One of these days maybe I’ll learn to multitask well enough to post blog entries while I’m behind the wheel. You know, maybe I could just have some sort of high tech setup where I speak my blog entries and they’re posted here in real time….”I’ve just arrived at radiation where I’m sure that Kelly has changed the channel over to the Food Network…ARRRRGGGHHH! Oh my word, it’s on channel 10 AGAIN! Stupid Family Feud!” (Later that day…) “We’re on our way to the skating rink. This is the first time I’ve been able to use the skates Hubster got me on Ebay because…DRIVE MUCH, LADY?! Sheesh! HEY BUDDY—EVER CONSIDERED DRIVING IN YOUR OWN LANE?!” Okay, maybe that real time mobile blogging thing isn’t such a good idea.

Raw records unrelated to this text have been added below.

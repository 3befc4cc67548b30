//! Recommendation quality metrics computed from the impression log.
//!
//! Every ratio is rounded to four decimals. A window with no impressions
//! yields zeros rather than an error.

use crate::db::CatalogStore;
use crate::error::Result;
use crate::models::{round4, InteractionType, RecommendationImpression};
use crate::telemetry;
use chrono::{DateTime, Duration, Utc};
use serde::{Deserialize, Serialize};
use std::collections::{BTreeMap, HashMap, HashSet};
use std::sync::Arc;
use std::time::Instant;
use tracing::{debug, info};
use uuid::Uuid;

pub const NO_DATA: &str = "no data";

#[derive(Debug, Clone, PartialEq, Serialize, Deserialize)]
pub struct QualityMetrics {
    pub ctr: f64,
    pub save_rate: f64,
    pub diversity: f64,
    pub coverage: f64,
    pub precision_at_k: f64,
    pub k: usize,
}

#[derive(Debug, Clone, PartialEq, Serialize, Deserialize)]
pub struct MetricsTotals {
    pub impressions: usize,
    pub interactions: usize,
    pub interactions_by_type: BTreeMap<String, usize>,
    pub impressions_by_type: BTreeMap<String, usize>,
}

#[derive(Debug, Clone, PartialEq, Serialize, Deserialize)]
pub struct MetricsReport {
    pub window_days: i64,
    pub generated_at: DateTime<Utc>,
    pub metrics: QualityMetrics,
    pub totals: MetricsTotals,
    pub description: String,
}

/// Distinct categories over categorized events for one impression.
///
/// Ids missing from `categories` or without a category are ignored.
/// Returns `None` when nothing in the impression is categorized.
pub fn impression_diversity(
    event_ids: &[Uuid],
    categories: &HashMap<Uuid, Option<Uuid>>,
) -> Option<f64> {
    let categorized: Vec<Uuid> = event_ids
        .iter()
        .filter_map(|id| categories.get(id).copied().flatten())
        .collect();
    if categorized.is_empty() {
        return None;
    }

    let distinct: HashSet<&Uuid> = categorized.iter().collect();
    Some(distinct.len() as f64 / categorized.len() as f64)
}

/// Every distinct event id referenced by `impressions`.
pub fn impressed_ids(impressions: &[RecommendationImpression]) -> Vec<Uuid> {
    let mut seen = HashSet::new();
    impressions
        .iter()
        .flat_map(|i| i.event_ids.iter().copied())
        .filter(|id| seen.insert(*id))
        .collect()
}

fn slot_count(impressions: &[RecommendationImpression]) -> usize {
    impressions.iter().map(|i| i.event_ids.len()).sum()
}

fn mean(values: &[f64]) -> f64 {
    if values.is_empty() {
        0.0
    } else {
        values.iter().sum::<f64>() / values.len() as f64
    }
}

/// Metrics Evaluator
pub struct MetricsEvaluator {
    store: Arc<dyn CatalogStore>,
    precision_k: usize,
}

impl MetricsEvaluator {
    pub fn new(store: Arc<dyn CatalogStore>, precision_k: usize) -> Self {
        Self {
            store,
            precision_k: precision_k.max(1),
        }
    }

    fn since(window_days: i64) -> DateTime<Utc> {
        Utc::now() - Duration::days(window_days)
    }

    /// Interactions of `kind` per impressed slot, capped at 1.0.
    async fn rate_of(&self, kind: InteractionType, window_days: i64) -> Result<f64> {
        let since = Self::since(window_days);
        let impressions = self.store.impressions_since(Some(since)).await?;
        let slots = slot_count(&impressions);
        if slots == 0 {
            return Ok(0.0);
        }

        let hits = self.store.interactions_since(since, &[kind]).await?.len();
        Ok(round4((hits as f64 / slots as f64).min(1.0)))
    }

    pub async fn ctr(&self, window_days: i64) -> Result<f64> {
        self.rate_of(InteractionType::Click, window_days).await
    }

    pub async fn save_rate(&self, window_days: i64) -> Result<f64> {
        self.rate_of(InteractionType::Save, window_days).await
    }

    /// Mean per-impression category diversity.
    pub async fn diversity(&self, window_days: i64) -> Result<f64> {
        let impressions = self
            .store
            .impressions_since(Some(Self::since(window_days)))
            .await?;
        if impressions.is_empty() {
            return Ok(0.0);
        }

        let categories = self
            .store
            .event_categories(&impressed_ids(&impressions))
            .await?;

        let per_impression: Vec<f64> = impressions
            .iter()
            .filter_map(|i| impression_diversity(&i.event_ids, &categories))
            .collect();

        Ok(round4(mean(&per_impression)))
    }

    /// Share of the catalog ever impressed, over the whole log.
    pub async fn coverage(&self) -> Result<f64> {
        let total = self.store.count_events().await?;
        if total <= 0 {
            return Ok(0.0);
        }

        let impressions = self.store.impressions_since(None).await?;
        let ids = impressed_ids(&impressions);
        // Ids of deleted events no longer belong to the catalog.
        let live = self.store.event_categories(&ids).await?.len();

        Ok(round4((live as f64 / total as f64).min(1.0)))
    }

    /// Mean over impressions of positive hits among the first `k` slots, divided by `k`.
    ///
    /// A hit is a positive interaction by the same user on that event at or
    /// after the impression, within the window.
    pub async fn precision_at_k(&self, k: usize, window_days: i64) -> Result<f64> {
        let k = k.max(1);
        let since = Self::since(window_days);
        let impressions = self.store.impressions_since(Some(since)).await?;
        if impressions.is_empty() {
            return Ok(0.0);
        }

        let positives = self
            .store
            .interactions_since(since, &InteractionType::POSITIVE)
            .await?;

        let mut latest: HashMap<(Uuid, Uuid), DateTime<Utc>> = HashMap::new();
        for interaction in positives {
            let entry = latest
                .entry((interaction.user_id, interaction.event_id))
                .or_insert(interaction.occurred_at);
            if interaction.occurred_at > *entry {
                *entry = interaction.occurred_at;
            }
        }

        let precisions: Vec<f64> = impressions
            .iter()
            .filter(|i| !i.event_ids.is_empty())
            .map(|impression| {
                let hits = impression
                    .event_ids
                    .iter()
                    .take(k)
                    .filter(|event_id| {
                        latest
                            .get(&(impression.user_id, **event_id))
                            .map_or(false, |at| *at >= impression.shown_at)
                    })
                    .count();
                hits as f64 / k as f64
            })
            .collect();

        Ok(round4(mean(&precisions)))
    }

    async fn totals(&self, window_days: i64) -> Result<MetricsTotals> {
        let since = Self::since(window_days);
        let impressions = self.store.impressions_since(Some(since)).await?;
        let interactions = self
            .store
            .interactions_since(since, &InteractionType::ALL)
            .await?;

        let mut interactions_by_type = BTreeMap::new();
        for interaction in &interactions {
            *interactions_by_type
                .entry(interaction.kind.as_str().to_string())
                .or_insert(0) += 1;
        }

        let mut impressions_by_type = BTreeMap::new();
        for impression in &impressions {
            *impressions_by_type
                .entry(impression.recommendation_type.clone())
                .or_insert(0) += 1;
        }

        Ok(MetricsTotals {
            impressions: impressions.len(),
            interactions: interactions.len(),
            interactions_by_type,
            impressions_by_type,
        })
    }

    /// All five metrics plus raw totals for the window.
    pub async fn report(&self, window_days: i64) -> Result<MetricsReport> {
        let started = Instant::now();

        let (ctr, save_rate, diversity, coverage, precision_at_k, totals) = futures::try_join!(
            self.ctr(window_days),
            self.save_rate(window_days),
            self.diversity(window_days),
            self.coverage(),
            self.precision_at_k(self.precision_k, window_days),
            self.totals(window_days),
        )?;

        let description = if totals.impressions == 0 {
            NO_DATA.to_string()
        } else {
            format!(
                "{} impressions and {} interactions in the last {} days",
                totals.impressions, totals.interactions, window_days
            )
        };

        telemetry::record_report_duration("metrics", started.elapsed());
        debug!("Metrics report computed in {:?}", started.elapsed());
        info!(
            "Metrics report: window_days={}, ctr={}, save_rate={}, diversity={}, coverage={}, precision_at_{}={}",
            window_days, ctr, save_rate, diversity, coverage, self.precision_k, precision_at_k
        );

        Ok(MetricsReport {
            window_days,
            generated_at: Utc::now(),
            metrics: QualityMetrics {
                ctr,
                save_rate,
                diversity,
                coverage,
                precision_at_k,
                k: self.precision_k,
            },
            totals,
            description,
        })
    }
}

As a side note, I just read the above paragraph to Mini Me, complete with Sam Kinnison-esque screaming. Upon completion, all she had to say was, “There’s something wrong with you.” What would I do without such affirmation? She’s the wind beneath my wings, I tell ya.
So on Friday, I went to radiation and informed them that the skin was peeling in the armpit. (And, FYI, I have NOT been wearing deodorant lately) I had discovered this the night before when applying cream to the area felt like I was sawing on my pit with a steak knife. They tell you (you know, that omniscient and mysterious “they”) that radiation may cause a sunburn sort of thing. One of my books actually says, “You’ll probably have a mild sunburn effect.” Let me just say that this doesn’t look like any sunburn I’ve ever had…but perhaps they mean the type some would normally get from direct physical contact with a flaming orb. At the very least, it looks like I spent a good 30 minutes pouring boiling water onto my pit. The rest of the treated area looks a little red, but doesn’t feel bad at all.
Am I the only cancer girl out there who has had it up to her flaming armpits with people not telling the truth about this stuff? When THEY tell me that I might peel like I’ve had a bad sunburn, that brings to mind a painless, dry peeling, not the nasty, painful, serious skin loss I’ve got going on. This isn’t the first time I’ve had people not quite tell me the whole truth about side effects. What’s up with that? I can handle just about anything, but it’s helpful to me if I can have some idea of what I’ve got to deal with instead of some sugar-coated bull!
As I mentioned before, one of the places we went on Friday was the skating rink. Joy! I LOVE to roller skate, but even though I’d recently gotten a pair of skates, I wasn’t yet allowed to use them per Dr Schmidt’s orders. (He never lets me have any fun.) While some people may consider Disneyland to be the happiest place on earth, for me, the happiest place is the skating rink. There, I get to enjoy two of my absolute favorite things: roller skating and watching people fall. Yeah, that’s right, watching people fall. Flame me if you want to—I don’t care. Physical comedy just slays me. And no, I don’t wait to laugh until after I ask, “Are you okay?” Now, if somebody fell into, let’s say a big hot dog factory meat grinder, I might not think that was funny. But just a run of the mill, arms flailing in a desperate attempt to steady oneself by grasping madly at thin air, good old fashioned fall on the butt is my kind of humor. Consequently, being at the skating rink full of kids is a little slice of sparkling disco ball heaven. Friday was a good day.